- _What the task requires_: What lines in the records include the string "session"? Return each one.

- _Data for processing_:
[Start of section]
//! Supervision errors

use thiserror::Error;

use crate::state::ProcessState;

/// Result type alias using SupervisorError
pub type Result<T> = std::result::Result<T, SupervisorError>;

#[derive(Debug, Error)]
pub enum SupervisorError {
    /// The state machine does not allow the transition
    #[error("Invalid state transition for process '{node}': {from} -> {to}")]
    InvalidTransition {
        node: String,
        from: ProcessState,
        to: ProcessState,
    },

    /// Descendants can only be attached before a node starts
    #[error("Cannot add descendants to process '{node}' in state {state}")]
    NotRunnable { node: String, state: ProcessState },

    /// A node exhausted its retries or hit a critical error
    #[error("Process tree has failed (process '{node}'), it cannot be restarted")]
    TreeFailed { node: String },

    #[error("A failure handler is already set for this process tree")]
    FailureHandlerAlreadySet,

    #[error("Unknown process node {0}")]
    UnknownNode(usize),
}
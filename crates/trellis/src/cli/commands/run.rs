//! Run command

use clap::Args;
use tracing::info;

use crate::cli::Cli;
use crate::session::Session;

/// Run tasks. Requested tasks always run, even when a result is cached.
#[derive(Debug, Args)]
pub struct RunCommand {
    /// Tasks to run
    #[arg(required = true)]
    pub tasks: Vec<String>,

    /// Also rebuild the modules the tasks depend on
    #[arg(long)]
    pub force_build: bool,
}

impl RunCommand {
    /// Execute the run command
    pub fn execute(&self, cli: &Cli) -> anyhow::Result<()> {
        info!(tasks = ?self.tasks, "executing run command");
        let runtime = tokio::runtime::Runtime::new()?;
        runtime.block_on(self.execute_async(cli))
    }

    async fn execute_async(&self, cli: &Cli) -> anyhow::Result<()> {
        let cwd = std::env::current_dir()?;
        let session = Session::load(&cwd, cli)?;

        let ctx = session.action_context(true, self.force_build).await?;
        let tasks = ctx.run_tasks(Some(&self.tasks))?;
        session.execute(tasks, cli).await?;
        Ok(())
    }
}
[End of section]
- _Task answer_:
use crate::session::Session;
        let session = Session::load(&cwd, cli)?;
        let ctx = session.action_context(true, self.force_build).await?;
        session.execute(tasks, cli).await?;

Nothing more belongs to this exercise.